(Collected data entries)
* * *

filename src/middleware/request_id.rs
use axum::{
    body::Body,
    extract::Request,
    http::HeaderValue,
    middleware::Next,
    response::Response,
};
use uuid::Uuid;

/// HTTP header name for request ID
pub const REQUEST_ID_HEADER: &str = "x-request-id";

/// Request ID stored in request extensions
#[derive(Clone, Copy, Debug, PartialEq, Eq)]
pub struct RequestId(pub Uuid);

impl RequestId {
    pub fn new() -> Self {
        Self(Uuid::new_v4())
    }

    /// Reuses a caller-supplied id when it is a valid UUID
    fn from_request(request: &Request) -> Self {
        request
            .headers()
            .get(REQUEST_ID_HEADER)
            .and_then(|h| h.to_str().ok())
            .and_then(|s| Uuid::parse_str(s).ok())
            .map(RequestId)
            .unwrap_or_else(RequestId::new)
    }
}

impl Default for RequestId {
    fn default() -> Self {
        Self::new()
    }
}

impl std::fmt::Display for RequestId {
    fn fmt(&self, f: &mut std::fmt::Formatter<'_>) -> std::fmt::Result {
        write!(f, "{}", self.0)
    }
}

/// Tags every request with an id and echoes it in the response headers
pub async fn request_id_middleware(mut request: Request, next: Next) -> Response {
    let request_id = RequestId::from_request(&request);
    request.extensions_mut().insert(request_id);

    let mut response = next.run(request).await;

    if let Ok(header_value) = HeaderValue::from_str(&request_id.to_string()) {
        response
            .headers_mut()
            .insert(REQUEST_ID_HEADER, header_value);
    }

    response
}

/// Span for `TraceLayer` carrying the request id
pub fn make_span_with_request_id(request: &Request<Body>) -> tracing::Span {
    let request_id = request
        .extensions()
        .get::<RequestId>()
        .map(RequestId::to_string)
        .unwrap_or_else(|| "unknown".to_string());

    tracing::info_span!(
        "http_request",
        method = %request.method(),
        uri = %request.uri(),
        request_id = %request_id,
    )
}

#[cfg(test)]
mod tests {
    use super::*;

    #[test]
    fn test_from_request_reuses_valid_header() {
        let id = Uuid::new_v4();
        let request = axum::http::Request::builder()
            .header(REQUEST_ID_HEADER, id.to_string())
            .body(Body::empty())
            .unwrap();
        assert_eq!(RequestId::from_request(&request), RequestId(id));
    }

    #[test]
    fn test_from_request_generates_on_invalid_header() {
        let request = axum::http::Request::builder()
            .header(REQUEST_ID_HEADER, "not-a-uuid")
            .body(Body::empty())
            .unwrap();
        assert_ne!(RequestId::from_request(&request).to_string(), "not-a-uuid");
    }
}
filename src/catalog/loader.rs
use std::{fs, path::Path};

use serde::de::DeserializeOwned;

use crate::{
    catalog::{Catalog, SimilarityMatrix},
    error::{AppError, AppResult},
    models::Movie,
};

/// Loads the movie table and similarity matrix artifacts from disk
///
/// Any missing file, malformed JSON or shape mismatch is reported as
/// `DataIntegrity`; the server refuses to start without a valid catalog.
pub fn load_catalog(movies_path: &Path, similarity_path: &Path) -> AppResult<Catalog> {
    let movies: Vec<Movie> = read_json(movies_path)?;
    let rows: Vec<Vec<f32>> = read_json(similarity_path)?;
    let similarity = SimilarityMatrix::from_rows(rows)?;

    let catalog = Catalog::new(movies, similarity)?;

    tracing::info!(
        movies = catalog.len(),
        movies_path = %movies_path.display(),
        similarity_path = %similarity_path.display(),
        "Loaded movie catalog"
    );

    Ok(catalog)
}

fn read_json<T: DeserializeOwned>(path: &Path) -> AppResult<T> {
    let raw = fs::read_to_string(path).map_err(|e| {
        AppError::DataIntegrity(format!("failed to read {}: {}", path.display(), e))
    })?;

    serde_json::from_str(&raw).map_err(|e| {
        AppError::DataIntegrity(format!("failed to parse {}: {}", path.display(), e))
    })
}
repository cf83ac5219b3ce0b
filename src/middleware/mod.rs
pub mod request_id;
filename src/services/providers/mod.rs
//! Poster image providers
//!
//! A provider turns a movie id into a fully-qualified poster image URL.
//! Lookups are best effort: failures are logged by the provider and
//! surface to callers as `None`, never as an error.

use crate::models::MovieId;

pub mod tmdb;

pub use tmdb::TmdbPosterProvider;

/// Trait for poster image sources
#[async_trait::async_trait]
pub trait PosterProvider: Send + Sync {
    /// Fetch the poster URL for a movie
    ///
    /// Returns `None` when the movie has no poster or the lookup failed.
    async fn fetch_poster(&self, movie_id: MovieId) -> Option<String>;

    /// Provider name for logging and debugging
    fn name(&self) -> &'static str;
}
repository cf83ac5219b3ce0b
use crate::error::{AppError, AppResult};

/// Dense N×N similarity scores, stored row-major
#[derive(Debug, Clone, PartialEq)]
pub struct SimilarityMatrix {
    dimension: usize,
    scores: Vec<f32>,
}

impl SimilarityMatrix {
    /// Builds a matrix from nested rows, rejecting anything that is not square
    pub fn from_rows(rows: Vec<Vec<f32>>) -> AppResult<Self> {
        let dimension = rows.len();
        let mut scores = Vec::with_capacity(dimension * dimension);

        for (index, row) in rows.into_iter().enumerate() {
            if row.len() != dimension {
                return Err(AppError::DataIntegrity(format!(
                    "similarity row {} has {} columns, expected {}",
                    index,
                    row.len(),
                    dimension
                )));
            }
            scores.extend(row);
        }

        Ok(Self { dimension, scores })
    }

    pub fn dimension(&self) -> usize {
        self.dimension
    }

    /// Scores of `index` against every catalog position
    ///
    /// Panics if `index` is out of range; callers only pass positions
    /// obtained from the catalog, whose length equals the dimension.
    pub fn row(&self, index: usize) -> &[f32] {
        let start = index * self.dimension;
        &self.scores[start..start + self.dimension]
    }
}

* * *

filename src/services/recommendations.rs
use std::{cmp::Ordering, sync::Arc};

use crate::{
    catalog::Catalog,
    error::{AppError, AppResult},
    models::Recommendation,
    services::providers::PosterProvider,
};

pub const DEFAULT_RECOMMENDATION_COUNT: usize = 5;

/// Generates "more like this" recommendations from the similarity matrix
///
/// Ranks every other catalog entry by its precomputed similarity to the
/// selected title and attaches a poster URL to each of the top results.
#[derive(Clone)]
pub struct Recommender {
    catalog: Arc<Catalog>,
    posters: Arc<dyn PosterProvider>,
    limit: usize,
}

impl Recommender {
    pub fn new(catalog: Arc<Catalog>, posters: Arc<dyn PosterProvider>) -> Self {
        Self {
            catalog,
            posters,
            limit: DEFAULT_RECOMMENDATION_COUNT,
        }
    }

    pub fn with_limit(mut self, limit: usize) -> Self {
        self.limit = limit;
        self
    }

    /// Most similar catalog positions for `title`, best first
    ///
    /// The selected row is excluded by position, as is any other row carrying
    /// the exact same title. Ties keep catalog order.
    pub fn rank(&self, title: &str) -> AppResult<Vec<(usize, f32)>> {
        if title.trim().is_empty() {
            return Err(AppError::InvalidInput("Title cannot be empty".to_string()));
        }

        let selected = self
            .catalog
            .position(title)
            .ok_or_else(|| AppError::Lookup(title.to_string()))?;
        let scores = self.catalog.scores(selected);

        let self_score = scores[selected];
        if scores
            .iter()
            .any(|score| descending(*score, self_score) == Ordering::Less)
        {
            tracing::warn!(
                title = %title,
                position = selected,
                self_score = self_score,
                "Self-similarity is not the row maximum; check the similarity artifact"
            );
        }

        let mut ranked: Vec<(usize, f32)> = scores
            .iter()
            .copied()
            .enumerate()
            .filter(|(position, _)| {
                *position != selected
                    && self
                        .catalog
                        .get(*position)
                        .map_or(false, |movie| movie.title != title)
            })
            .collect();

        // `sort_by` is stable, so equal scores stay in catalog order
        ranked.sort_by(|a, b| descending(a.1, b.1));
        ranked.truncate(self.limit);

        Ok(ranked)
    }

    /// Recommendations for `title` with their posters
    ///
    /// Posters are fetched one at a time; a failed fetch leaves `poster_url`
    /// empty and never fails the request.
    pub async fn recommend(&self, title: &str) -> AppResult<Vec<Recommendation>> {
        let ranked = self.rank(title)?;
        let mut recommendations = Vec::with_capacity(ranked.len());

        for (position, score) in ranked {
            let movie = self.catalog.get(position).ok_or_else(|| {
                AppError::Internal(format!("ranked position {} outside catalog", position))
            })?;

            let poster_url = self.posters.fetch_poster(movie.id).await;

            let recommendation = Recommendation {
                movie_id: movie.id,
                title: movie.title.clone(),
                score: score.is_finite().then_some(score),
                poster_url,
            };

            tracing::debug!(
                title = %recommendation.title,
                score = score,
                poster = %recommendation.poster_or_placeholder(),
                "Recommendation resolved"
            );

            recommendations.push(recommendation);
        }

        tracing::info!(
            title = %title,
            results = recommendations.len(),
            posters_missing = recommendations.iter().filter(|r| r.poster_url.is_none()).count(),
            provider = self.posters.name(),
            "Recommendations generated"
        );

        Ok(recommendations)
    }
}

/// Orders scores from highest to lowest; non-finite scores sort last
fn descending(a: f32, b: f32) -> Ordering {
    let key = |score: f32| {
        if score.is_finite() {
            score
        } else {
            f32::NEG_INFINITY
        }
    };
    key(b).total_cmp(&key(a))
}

* * *

■ Your assignment ■
What you return should be exactly the lines above, starting at the one with "filename src/middleware/request_id.rs" and ending at the one with "fn fmt(&self, f: &mut", and nothing else.

■ Answer for the task ■
filename src/middleware/request_id.rs
use axum::{
    body::Body,
    extract::Request,
    http::HeaderValue,
    middleware::Next,
    response::Response,
};
use uuid::Uuid;

/// HTTP header name for request ID
pub const REQUEST_ID_HEADER: &str = "x-request-id";

/// Request ID stored in request extensions
#[derive(Clone, Copy, Debug, PartialEq, Eq)]
pub struct RequestId(pub Uuid);

impl RequestId {
    pub fn new() -> Self {
        Self(Uuid::new_v4())
    }

    /// Reuses a caller-supplied id when it is a valid UUID
    fn from_request(request: &Request) -> Self {
        request
            .headers()
            .get(REQUEST_ID_HEADER)
            .and_then(|h| h.to_str().ok())
            .and_then(|s| Uuid::parse_str(s).ok())
            .map(RequestId)
            .unwrap_or_else(RequestId::new)
    }
}

impl Default for RequestId {
    fn default() -> Self {
        Self::new()
    }
}

impl std::fmt::Display for RequestId {
    fn fmt(&self, f: &mut std::fmt::Formatter<'_>) -> std::fmt::Result {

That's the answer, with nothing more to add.